R 氷
氷。固体になった水であり、飲み物を冷やすのに使われたり、熱を持った体を冷やすのに使用される物だ。
その製造には、文明の技術力が必要となる。
なぜなら水を冷やすだけで出来るため、その冷やすという作業にどれだけの技術が利用できるのかが問われるためだ。
温度を下げるという技術はシンプルであるがために、科学的に単純な理屈でしか実現できないため、投入するエネルギーの量に必然的に依存する。
そして効率的でない技術は普及しない。
現在でこそそのための道具である冷蔵庫が一般に普及しているが、かつては氷を乗せて食品を冷やしていた時代があるほど、冷却を効率的に行うのは難しかったのだ。
今回は氷の塊が出てきた話だ。
心臓部に存在する炉心が、常に進化の秘薬を生産し続け、それを全身に供給し続けることでその存在を進化させ続けているのだ。
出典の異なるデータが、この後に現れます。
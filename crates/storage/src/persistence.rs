//! Data persistence layer
//!
//! A [`JsonStore`] keeps one serializable value in a file, wrapped with a
//! schema version and an md5 checksum so a truncated or hand-edited file is
//! reported instead of silently loaded.

use serde::{de::DeserializeOwned, Serialize};
use std::marker::PhantomData;
use std::path::{Path, PathBuf};
use thiserror::Error;
use tokio::fs;
use tokio::io::AsyncWriteExt;

/// Persistence error types
#[derive(Debug, Error)]
pub enum PersistenceError {
    /// IO error
    #[error("IO error: {0}")]
    Io(#[from] std::io::Error),

    /// Serialization error
    #[error("Serialization error: {0}")]
    Serialization(#[from] serde_json::Error),

    /// Corruption detected
    #[error("Corruption detected: {0}")]
    Corruption(String),

    /// Version mismatch
    #[error("Version mismatch: expected {expected}, found {found}")]
    VersionMismatch {
        /// Expected version
        expected: u32,
        /// Found version
        found: u32,
    },
}

/// Result type for persistence operations
pub type Result<T> = std::result::Result<T, PersistenceError>;

/// On-disk wrapper
#[derive(Debug, Serialize, serde::Deserialize)]
struct Versioned<T> {
    version: u32,
    checksum: String,
    data: T,
}

fn checksum_of<T: Serialize>(data: &T) -> Result<String> {
    let json = serde_json::to_string(data)?;
    Ok(format!("{:x}", md5::compute(json.as_bytes())))
}

/// File-backed store for a single value
#[derive(Debug, Clone)]
pub struct JsonStore<T> {
    path: PathBuf,
    version: u32,
    _marker: PhantomData<fn() -> T>,
}

impl<T> JsonStore<T>
where
    T: Serialize + DeserializeOwned,
{
    /// Create a store at `path` with schema version 1
    pub fn new(path: impl Into<PathBuf>) -> Self {
        Self { path: path.into(), version: 1, _marker: PhantomData }
    }

    /// Set the schema version
    pub fn with_version(mut self, version: u32) -> Self {
        self.version = version;
        self
    }

    /// Path of the backing file
    pub fn path(&self) -> &Path {
        &self.path
    }

    /// Load the stored value; `None` if nothing was saved yet
    pub async fn load(&self) -> Result<Option<T>> {
        let contents = match fs::read_to_string(&self.path).await {
            Ok(contents) => contents,
            Err(e) if e.kind() == std::io::ErrorKind::NotFound => return Ok(None),
            Err(e) => return Err(e.into()),
        };

        let versioned: Versioned<T> = serde_json::from_str(&contents)
            .map_err(|e| PersistenceError::Corruption(format!("unreadable file: {}", e)))?;

        if versioned.version != self.version {
            return Err(PersistenceError::VersionMismatch {
                expected: self.version,
                found: versioned.version,
            });
        }

        let computed = checksum_of(&versioned.data)?;
        if computed != versioned.checksum {
            return Err(PersistenceError::Corruption(format!(
                "Checksum mismatch: expected {}, got {}",
                versioned.checksum, computed
            )));
        }

        Ok(Some(versioned.data))
    }

    /// Save a value, replacing the file atomically
    pub async fn save(&self, data: &T) -> Result<()> {
        let versioned = Versioned {
            version: self.version,
            checksum: checksum_of(data)?,
            data,
        };
        let json = serde_json::to_string_pretty(&versioned)?;

        if let Some(parent) = self.path.parent().filter(|p| !p.as_os_str().is_empty()) {
            fs::create_dir_all(parent).await?;
        }

        let temp_path = self.path.with_extension("tmp");
        let mut file = fs::File::create(&temp_path).await?;
        file.write_all(json.as_bytes()).await?;
        file.sync_all().await?;
        drop(file);

        fs::rename(&temp_path, &self.path).await?;
        Ok(())
    }

    /// Remove the stored value; succeeds if nothing was stored
    pub async fn clear(&self) -> Result<()> {
        match fs::remove_file(&self.path).await {
            Ok(()) => Ok(()),
            Err(e) if e.kind() == std::io::ErrorKind::NotFound => Ok(()),
            Err(e) => Err(e.into()),
        }
    }
}
//! Catalog served while test mode is on

use crate::models::{Brand, Product};
use api_client::ApiError;

const BRANDS: [(&str, &str, &str); 3] = [
    ("brand_green_acres", "Green Acres Farm", "Riverside"),
    ("brand_hive", "Hill Hive Apiary", "Northgate"),
    ("brand_crumb", "Corner Crumb Bakery", "Old Town"),
];

// id, name, price, brand, category
const PRODUCTS: [(&str, &str, f64, &str, &str); 6] = [
    ("prod_eggs", "Free-range Eggs (12)", 4.50, "brand_green_acres", "dairy"),
    ("prod_spinach", "Baby Spinach", 2.25, "brand_green_acres", "produce"),
    ("prod_tomatoes", "Heirloom Tomatoes", 3.80, "brand_green_acres", "produce"),
    ("prod_honey", "Wildflower Honey", 8.00, "brand_hive", "pantry"),
    ("prod_sourdough", "Sourdough Loaf", 5.50, "brand_crumb", "bakery"),
    ("prod_croissant", "Butter Croissant", 2.75, "brand_crumb", "bakery"),
];

pub(crate) fn brands() -> Vec<Brand> {
    BRANDS
        .iter()
        .map(|(id, name, location)| Brand {
            id: (*id).to_string(),
            name: (*name).to_string(),
            description: Some(format!("Local goods from {}", name)),
            logo_url: None,
            location: Some((*location).to_string()),
        })
        .collect()
}

pub(crate) fn products() -> Vec<Product> {
    PRODUCTS
        .iter()
        .map(|(id, name, price, brand_id, category)| Product {
            id: (*id).to_string(),
            name: (*name).to_string(),
            description: None,
            price: *price,
            image_url: None,
            brand_id: Some((*brand_id).to_string()),
            category: Some((*category).to_string()),
            in_stock: true,
        })
        .collect()
}

pub(crate) fn product(id: &str) -> api_client::Result<Product> {
    products()
        .into_iter()
        .find(|product| product.id == id)
        .ok_or_else(|| not_found("Product not found"))
}

pub(crate) fn brand(id: &str) -> api_client::Result<Brand> {
    brands()
        .into_iter()
        .find(|brand| brand.id == id)
        .ok_or_else(|| not_found("Brand not found"))
}

/// Same shape the backend sends for an unknown id
pub(crate) fn not_found(message: &str) -> ApiError {
    ApiError::http(404, serde_json::json!({ "message": message }).to_string())
}

#[cfg(test)]
mod tests {
    use super::*;

    #[test]
    fn test_every_product_has_a_brand() {
        for product in products() {
            let brand_id = product.brand_id.unwrap();
            assert!(brand(&brand_id).is_ok(), "{} has unknown brand", product.id);
        }
    }

    #[test]
    fn test_unknown_product_is_404() {
        let err = product("prod_missing").unwrap_err();
        assert_eq!(err.status_code(), Some(404));
    }
}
それを兄から聞いたとき、あまりにも無茶苦茶すぎると思ったものだ。
心臓が脈打つたびに強くなる、そんな存在がいて許されるのか、と。
呼吸するたび強くなる、そんな存在が存在していられるのか、と。
それに関しては存在できてるんだから出来ているとしか言いようがない。
すでに巨体を手に入れているが故、その進化で内部構造を変化させ続けているようだ。
より強靭に、より複雑に、より高度に。
元がダンジョンだったために、もはや兄でも全貌がわからないほど複雑になってしまったフロアが存在するほどだ。
一体何を招くつもりか全くわからない。
ドラゴンが侵入してきても瞬殺出来るダンジョンとかそれはもはやダンジョンなのか?
しかもその進化の秘薬、余剰分が出て少しずつ溜まっているそうである。
放っておくと自分で飲みだしそうなのが兄だ。
モンスターに使っているうちは良いが、人が飲むとどうなるかわかったものではない。
きちんと良い含めておこう。
だがその前にガチャの消化だ。
少しずつ異音を立てるペースが早まっているような気がするが、気のせいだろう。
さぼってガチャを回すのが遅れたり、早めに回したりしているからな。
R・氷
出現したのは氷の塊だった。
適当に氷山だけを転移させたかのように、テラスから見える視界いっぱいに氷の塊が出現したのだ。
それもかなり純度の高い氷だ。
形が歪みことすれ、向こう側の景色がきれいに見えるのだ。
そして……寒い。
巨大な氷が出現したために、周囲の空気が冷やされているのだ。
それに……この氷、あれだけ周囲を冷やしたというのに表面が溶け出していないのだ。
太陽の光と、周囲の気温で溶け出していてもおかしくないというのに、その表面はさらさらしている。
普通、外気に晒された氷は表面が溶け出してつるつるしだすというのに、だ。
ええー……。
でかい+つめたい+変化しない。
置いておくだけで邪魔は他にもあったが、これは置いておくだけで周囲の温度をガンガン冷やしてしまう。
斧はその点、使わないときは倉庫にでもしまっておけばいい。
これはでかすぎてしまえない。
とても、とても邪魔だ……。
後日。兄がダンジョン内の再配置で氷を移動させた。
移動させた先の部屋を氷室にしてしまうあたり兄はガチャの景品を無駄にしない。
最も、その作った氷室を利用する予定がないので本当に無駄にしていないかは疑問符がつくが。
ダンジョンに冷やしておく必要があるものが存在しない。
モンスターの素材などで腐りそうなものがあるならわかるが、そういうのもまだ集めていない。
じゃあ何のために作ったんだ。
どうせ作りたかったから、でしかないだろうなぁ。
こんな氷それぐらいにしか使えないだろうし……。